The truth is that cracked wheat is a central ingredient in Lebanese cuisine, both as a healthy counterpoint to other ingredients in various dishes or as the star of the show when it’s toasted and cooked with chicken broth and tomatoes.

Later this week we are going to make the ultimate Lebanese salad: tabbouleh. So pick up some cracked wheat if you don’t have any, because this is a salad you will want to make and eat with your grilled meats and other summer delights. Bulghur is an important ingredient in tabbouleh, but it’s far from the star of the show. In fact, you better not see much cracked wheat peeking out from a Lebanese tabbouleh, or you’re in trouble. The tabbouleh police will arrest you, and fast. That’s because tabbouleh is a parsley salad with other delicious ingredients, and the bulghur is just a supporting actor at best.

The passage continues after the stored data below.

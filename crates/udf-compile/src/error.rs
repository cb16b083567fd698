//! Error types for descriptor compilation.

use thiserror::Error;
use udf_model::{ConstraintKind, DataType, ModelError};

/// Configuration errors found while compiling a class descriptor.
#[derive(Debug, Error, PartialEq, Eq)]
#[non_exhaustive]
pub enum CompileError {
    /// The descriptor list itself is malformed.
    #[error("invalid class descriptor '{class}': {source}")]
    Model {
        class: String,
        #[source]
        source: ModelError,
    },

    /// Two descriptors share a field name.
    #[error("duplicate field '{field}' in '{class}'")]
    DuplicateField { class: String, field: String },

    /// A constraint names a field that is not in the descriptor list.
    #[error("{kind} constraint in '{class}' names missing field '{field}'")]
    MissingDescriptor {
        class: String,
        kind: ConstraintKind,
        field: String,
    },

    /// A descriptor has no input representation (only under fail-fast).
    #[error("field '{field}' has data type {data_type} with no input representation")]
    UnmappedDataType { field: String, data_type: DataType },

    /// A constraint cannot be turned into a field group.
    #[error("invalid {kind} constraint in '{class}': {message}")]
    InvalidConstraint {
        class: String,
        kind: ConstraintKind,
        message: String,
    },
}

/// Result type for compilation.
pub type Result<T> = std::result::Result<T, CompileError>;
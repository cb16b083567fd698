use proptest::prelude::*;

use udf_codec::{
    CodecError, is_data_model_equal, merge_into, param_map_from_json, param_map_to_json,
    to_dynamic_model, to_param_map,
};
use udf_model::{DataType, DynamicModel, FieldDescriptor, ParamMap, ScalarValue};

fn descriptors() -> Vec<FieldDescriptor> {
    vec![
        FieldDescriptor::new("name", DataType::String),
        FieldDescriptor::new("amount", DataType::Numeric),
        FieldDescriptor::new("count", DataType::Integer),
        FieldDescriptor::new("active", DataType::Boolean),
    ]
}

#[test]
fn decodes_and_coerces_numeric_fields() {
    let params = ParamMap::new()
        .with("name", "Widget")
        .with("amount", "12.5")
        .with("count", true)
        .with("unrelated", "ignored");
    let model = to_dynamic_model(&descriptors(), &params, None).expect("decode");

    assert_eq!(model.value("name"), &ScalarValue::text("Widget"));
    assert_eq!(model.value("amount"), &ScalarValue::Number(12.5));
    assert_eq!(model.value("count"), &ScalarValue::Number(1.0));
    assert!(model.value("active").is_null());
    assert!(model.contains("active"));
    assert!(!model.contains("unrelated"));
    assert_eq!(model.len(), 4);
}

#[test]
fn unparseable_numeric_text_becomes_null() {
    let params = ParamMap::new().with("amount", "twelve").with("count", "");
    let model = to_dynamic_model(&descriptors(), &params, None).expect("decode");
    assert!(model.value("amount").is_null());
    assert!(model.value("count").is_null());
}

#[test]
fn seed_adds_discriminator_key() {
    let model = to_dynamic_model(
        &descriptors(),
        &ParamMap::new(),
        Some(("classType", ScalarValue::text("Invoice"))),
    )
    .expect("decode");
    assert_eq!(model.value("classType"), &ScalarValue::text("Invoice"));
    assert_eq!(model.len(), 5);
}

#[test]
fn duplicate_descriptor_names_are_rejected() {
    let mut fields = descriptors();
    fields.push(FieldDescriptor::new("name", DataType::String));
    let err = to_dynamic_model(&fields, &ParamMap::new(), None).unwrap_err();
    assert!(matches!(err, CodecError::DuplicateField(name) if name == "name"));
    assert!(to_param_map(&fields, &DynamicModel::new()).is_err());
}

#[test]
fn encode_wraps_named_values_only() {
    let model = DynamicModel::new()
        .with("name", "Widget")
        .with("amount", 3.0)
        .with("hostOnly", "x");
    let params = to_param_map(&descriptors(), &model).expect("encode");
    assert_eq!(params.len(), 4);
    assert_eq!(params.param_value("amount"), Some(&ScalarValue::Number(3.0)));
    assert_eq!(params.param_value("count"), Some(&ScalarValue::Null));
    assert!(params.get("hostOnly").is_none());
}

#[test]
fn merge_keeps_host_keys() {
    let mut host = DynamicModel::new()
        .with("id", 7.0)
        .with("name", "old");
    let params = ParamMap::new().with("name", "new").with("amount", "4");
    merge_into(&mut host, &descriptors(), &params).expect("merge");
    assert_eq!(host.value("id"), &ScalarValue::Number(7.0));
    assert_eq!(host.value("name"), &ScalarValue::text("new"));
    assert_eq!(host.value("amount"), &ScalarValue::Number(4.0));
}

#[test]
fn equality_is_field_sensitive_and_none_is_never_equal() {
    let fields = descriptors();
    let a = DynamicModel::new().with("name", "A").with("amount", 1.0);
    let b = a.clone().with("other", "differs outside descriptors");
    let c = a.clone().with("amount", 2.0);

    assert!(is_data_model_equal(Some(&a), Some(&a), &fields));
    assert!(is_data_model_equal(Some(&a), Some(&b), &fields));
    assert!(!is_data_model_equal(Some(&a), Some(&c), &fields));
    assert!(!is_data_model_equal(None, Some(&a), &fields));
    assert!(!is_data_model_equal(Some(&a), None, &fields));
    assert!(!is_data_model_equal(None, None, &fields));
}

#[test]
fn number_and_numeric_text_are_not_equal() {
    let fields = vec![FieldDescriptor::new("v", DataType::String)];
    let a = DynamicModel::new().with("v", 1.0);
    let b = DynamicModel::new().with("v", "1");
    assert!(!is_data_model_equal(Some(&a), Some(&b), &fields));
}

#[test]
fn json_wire_form() {
    let params = param_map_from_json(
        r#"{"name": {"paramValue": "Widget"}, "amount": {"paramValue": 2}, "empty": {}}"#,
    )
    .expect("parse");
    assert_eq!(params.param_value("amount"), Some(&ScalarValue::Number(2.0)));
    assert_eq!(params.param_value("empty"), Some(&ScalarValue::Null));

    let json = param_map_to_json(&ParamMap::new().with("a", true), false).expect("render");
    assert_eq!(json, r#"{"a":{"paramValue":true}}"#);

    assert!(matches!(
        param_map_from_json("[1, 2]"),
        Err(CodecError::Json(_))
    ));
}

fn scalar_for(data_type: DataType) -> BoxedStrategy<ScalarValue> {
    let null = Just(ScalarValue::Null);
    match data_type {
        DataType::Numeric => prop_oneof![null, (-1.0e9..1.0e9f64).prop_map(ScalarValue::Number)]
            .boxed(),
        DataType::Integer => prop_oneof![
            null,
            (-100_000i64..100_000).prop_map(|n| ScalarValue::Number(n as f64))
        ]
        .boxed(),
        DataType::Boolean => prop_oneof![null, any::<bool>().prop_map(ScalarValue::Bool)].boxed(),
        _ => prop_oneof![null, "[a-zA-Z0-9 ]{0,12}".prop_map(ScalarValue::Text)].boxed(),
    }
}

fn model_strategy() -> impl Strategy<Value = DynamicModel> {
    let fields = descriptors();
    let values: Vec<BoxedStrategy<ScalarValue>> =
        fields.iter().map(|f| scalar_for(f.data_type)).collect();
    values.prop_map(move |values| {
        fields
            .iter()
            .zip(values)
            .map(|(field, value)| (field.field_name.clone(), value))
            .collect()
    })
}

/// Wire values as a client sends them: numeric fields may carry numeric text.
fn param_for(data_type: DataType) -> BoxedStrategy<ScalarValue> {
    match data_type {
        DataType::Numeric | DataType::Integer => prop_oneof![
            scalar_for(data_type),
            (-1.0e6..1.0e6f64).prop_map(|n| ScalarValue::Text(n.to_string())),
        ]
        .boxed(),
        _ => scalar_for(data_type),
    }
}

fn params_strategy() -> impl Strategy<Value = ParamMap> {
    let fields = descriptors();
    let values: Vec<BoxedStrategy<Option<ScalarValue>>> = fields
        .iter()
        .map(|f| proptest::option::of(param_for(f.data_type)).boxed())
        .collect();
    values.prop_map(move |values| {
        fields
            .iter()
            .zip(values)
            .filter_map(|(field, value)| value.map(|value| (field.field_name.clone(), value)))
            .collect()
    })
}

/// What a field should hold after decoding: absent is null, numeric text is
/// its number.
fn decoded_scalar(field: &FieldDescriptor, params: &ParamMap) -> ScalarValue {
    match params.param_value(&field.field_name) {
        None => ScalarValue::Null,
        Some(ScalarValue::Text(text)) if field.data_type.is_numeric() => {
            ScalarValue::Number(text.parse().expect("generated numeric text"))
        }
        Some(value) => value.clone(),
    }
}

proptest! {
    #[test]
    fn decode_then_encode_reproduces_params(params in params_strategy()) {
        let fields = descriptors();
        let model = to_dynamic_model(&fields, &params, None).expect("decode");
        let encoded = to_param_map(&fields, &model).expect("encode");
        prop_assert_eq!(encoded.len(), fields.len());
        for field in &fields {
            prop_assert_eq!(
                encoded.param_value(&field.field_name),
                Some(&decoded_scalar(field, &params))
            );
        }
    }

    #[test]
    fn encode_then_decode_is_equal(model in model_strategy()) {
        let fields = descriptors();
        let params = to_param_map(&fields, &model).expect("encode");
        let decoded = to_dynamic_model(&fields, &params, None).expect("decode");
        prop_assert!(is_data_model_equal(Some(&model), Some(&decoded), &fields));
    }
}
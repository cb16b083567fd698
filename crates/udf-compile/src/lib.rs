//! Compiler from field descriptors to renderable form configurations.
//!
//! The entry point is [`FormCompiler::compile`] (or the [`compile`]
//! shorthand). Per-type shapes live in [`builders`]; the output types live in
//! [`config`]; [`validate_model`] evaluates compiled validators against a
//! dynamic model.

pub mod builders;
pub mod catalog;
pub mod compiler;
pub mod config;
pub mod error;
pub mod validate;

pub use builders::{FieldBuilder, PERCENT_SUFFIX, builder_for};
pub use catalog::OptionCatalog;
pub use compiler::{CompileOptions, FormCompiler, UnmappedPolicy, compile};
pub use config::{
    CompiledField, DefaultValue, ErrorRule, FieldBinding, FieldConfig, FieldGroup,
    GroupValidator, InputKind, VALIDATION_KEY_PREFIX, Validator,
};
pub use error::{CompileError, Result};
pub use validate::{ValidationIssue, validate_model};
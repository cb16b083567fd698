//! Data model for metadata-driven forms and tables.
//!
//! Everything here is plain data: descriptors as delivered by the metadata
//! service, the scalar values that flow through forms, and the two shapes
//! those values take (flat [`DynamicModel`] and wire [`ParamMap`]).

pub mod descriptor;
pub mod enums;
pub mod error;
pub mod option;
pub mod special;
pub mod value;

pub use descriptor::{ClassDescriptor, FieldDescriptor, FieldPair, ensure_unique_names};
pub use enums::{BehaviorHint, ConstraintKind, DataType};
pub use error::{ModelError, Result};
pub use option::SelectOption;
pub use special::SpecialType;
pub use value::{DynamicModel, ParamMap, ParamValue, ScalarValue};
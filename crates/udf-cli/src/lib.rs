//! Library components of the `udf` command-line tool.

pub mod args;
pub mod config;
pub mod loaders;
pub mod logging;
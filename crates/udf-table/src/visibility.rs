//! Per-user visibility of special-type columns.

use std::collections::BTreeMap;

use serde::{Deserialize, Serialize};
use tracing::debug;
use udf_registry::SpecialTypeRegistry;

use crate::colspan::fold_column_groups;
use crate::column::ColumnConfig;

/// Visibility switches keyed by special type name.
#[derive(Debug, Clone, Default, PartialEq, Eq, Serialize, Deserialize)]
#[serde(transparent)]
pub struct VisibilitySettings(BTreeMap<String, bool>);

impl VisibilitySettings {
    pub fn new() -> Self {
        Self::default()
    }

    #[must_use]
    pub fn with(mut self, special_type: impl Into<String>, visible: bool) -> Self {
        self.0.insert(special_type.into(), visible);
        self
    }

    pub fn set(&mut self, special_type: impl Into<String>, visible: bool) {
        self.0.insert(special_type.into(), visible);
    }

    pub fn get(&self, special_type: &str) -> Option<bool> {
        self.0.get(special_type).copied()
    }
}

/// Apply visibility settings to columns carrying a special type, then refold.
///
/// Codes missing from the registry, and names without a setting, leave the
/// column as it is. Returns the number of columns whose visibility changed.
pub fn resolve_visibility(
    columns: &mut [ColumnConfig],
    settings: &VisibilitySettings,
    registry: &SpecialTypeRegistry,
) -> usize {
    let mut changed = 0;
    for column in columns.iter_mut() {
        let Some(code) = column.special_type else {
            continue;
        };
        let Some(special) = registry.get_by_value(code) else {
            debug!(field = %column.field_name, code, "special type not registered");
            continue;
        };
        if let Some(visible) = settings.get(&special.name)
            && column.visible != visible
        {
            column.visible = visible;
            changed += 1;
        }
    }
    fold_column_groups(columns);
    changed
}
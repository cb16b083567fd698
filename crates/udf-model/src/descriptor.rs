//! Field and class descriptors as supplied by the metadata service.

use std::collections::{BTreeMap, BTreeSet};

use serde::{Deserialize, Serialize};

use crate::enums::{BehaviorHint, ConstraintKind, DataType};
use crate::error::{ModelError, Result};

/// Abstract, data-only schema for one editable value.
#[derive(Debug, Clone, PartialEq, Serialize, Deserialize)]
#[serde(rename_all = "camelCase")]
pub struct FieldDescriptor {
    /// Property name in the dynamic model and parameter map.
    pub field_name: String,
    pub data_type: DataType,
    /// Lower bound: value for numbers, length for strings.
    #[serde(default, skip_serializing_if = "Option::is_none")]
    pub min: Option<f64>,
    /// Upper bound: value for numbers, length for strings.
    #[serde(default, skip_serializing_if = "Option::is_none")]
    pub max: Option<f64>,
    #[serde(default)]
    pub required: bool,
    #[serde(default, skip_serializing_if = "Vec::is_empty")]
    pub hints: Vec<BehaviorHint>,
    /// Name of the enumeration that supplies options.
    #[serde(default, skip_serializing_if = "Option::is_none")]
    pub enum_type: Option<String>,
    /// Code of an application-defined special meaning, resolved via registry.
    #[serde(default, skip_serializing_if = "Option::is_none")]
    pub special_type: Option<u32>,
}

impl FieldDescriptor {
    pub fn new(field_name: impl Into<String>, data_type: DataType) -> Self {
        Self {
            field_name: field_name.into(),
            data_type,
            min: None,
            max: None,
            required: false,
            hints: Vec::new(),
            enum_type: None,
            special_type: None,
        }
    }

    #[must_use]
    pub fn with_bounds(mut self, min: Option<f64>, max: Option<f64>) -> Self {
        self.min = min;
        self.max = max;
        self
    }

    #[must_use]
    pub fn required(mut self) -> Self {
        self.required = true;
        self
    }

    #[must_use]
    pub fn with_hint(mut self, hint: BehaviorHint) -> Self {
        if !self.hints.contains(&hint) {
            self.hints.push(hint);
        }
        self
    }

    #[must_use]
    pub fn with_enum_type(mut self, enum_type: impl Into<String>) -> Self {
        self.enum_type = Some(enum_type.into());
        self
    }

    #[must_use]
    pub fn with_special_type(mut self, value: u32) -> Self {
        self.special_type = Some(value);
        self
    }

    pub fn has_hint(&self, hint: BehaviorHint) -> bool {
        self.hints.contains(&hint)
    }
}

/// The two fields a cross-field constraint ties together.
#[derive(Debug, Clone, PartialEq, Eq, Serialize, Deserialize)]
#[serde(rename_all = "camelCase")]
pub struct FieldPair {
    pub start_field: String,
    pub end_field: String,
}

impl FieldPair {
    pub fn new(start_field: impl Into<String>, end_field: impl Into<String>) -> Self {
        Self {
            start_field: start_field.into(),
            end_field: end_field.into(),
        }
    }
}

/// Named, ordered list of field descriptors plus cross-field constraints.
#[derive(Debug, Clone, PartialEq, Serialize, Deserialize)]
#[serde(rename_all = "camelCase")]
pub struct ClassDescriptor {
    pub name: String,
    pub fields: Vec<FieldDescriptor>,
    #[serde(default, skip_serializing_if = "BTreeMap::is_empty")]
    pub constraints: BTreeMap<ConstraintKind, FieldPair>,
}

impl ClassDescriptor {
    pub fn new(name: impl Into<String>, fields: Vec<FieldDescriptor>) -> Self {
        Self {
            name: name.into(),
            fields,
            constraints: BTreeMap::new(),
        }
    }

    #[must_use]
    pub fn with_constraint(mut self, kind: ConstraintKind, pair: FieldPair) -> Self {
        self.constraints.insert(kind, pair);
        self
    }

    /// Find a descriptor by exact field name.
    pub fn field(&self, name: &str) -> Option<&FieldDescriptor> {
        self.fields.iter().find(|field| field.field_name == name)
    }

    /// Position of a descriptor in declaration order.
    pub fn position(&self, name: &str) -> Option<usize> {
        self.fields.iter().position(|field| field.field_name == name)
    }

    pub fn field_names(&self) -> impl Iterator<Item = &str> {
        self.fields.iter().map(|field| field.field_name.as_str())
    }

    /// Check that every field name is non-empty and unique.
    pub fn ensure_unique_names(&self) -> Result<()> {
        ensure_unique_names(&self.fields)
    }
}

/// Check that every descriptor in a list has a non-empty, unique field name.
pub fn ensure_unique_names(fields: &[FieldDescriptor]) -> Result<()> {
    let mut seen: BTreeSet<&str> = BTreeSet::new();
    for field in fields {
        let name = field.field_name.as_str();
        if name.trim().is_empty() {
            return Err(ModelError::EmptyFieldName);
        }
        if !seen.insert(name) {
            return Err(ModelError::DuplicateField(name.to_string()));
        }
    }
    Ok(())
}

Bulghur is wheat that has been parboiled, dried, and coarsely ground. It need not be cooked to be eaten; it can just be softened for a short time in water, and it plumps up beautifully, all dressed up and ready to go. Cracked wheat comes in three “grades,” indicating the size of the grain. The #1 is fine grade, #2 medium, and #3 grade is coarse. Use #1 fine grade for tabbouleh. I had trouble finding good cracked wheat in my neighborhood markets out in San Francisco, but here in Michigan, not surprisingly, it’s more readily available. You can buy cracked wheat online here.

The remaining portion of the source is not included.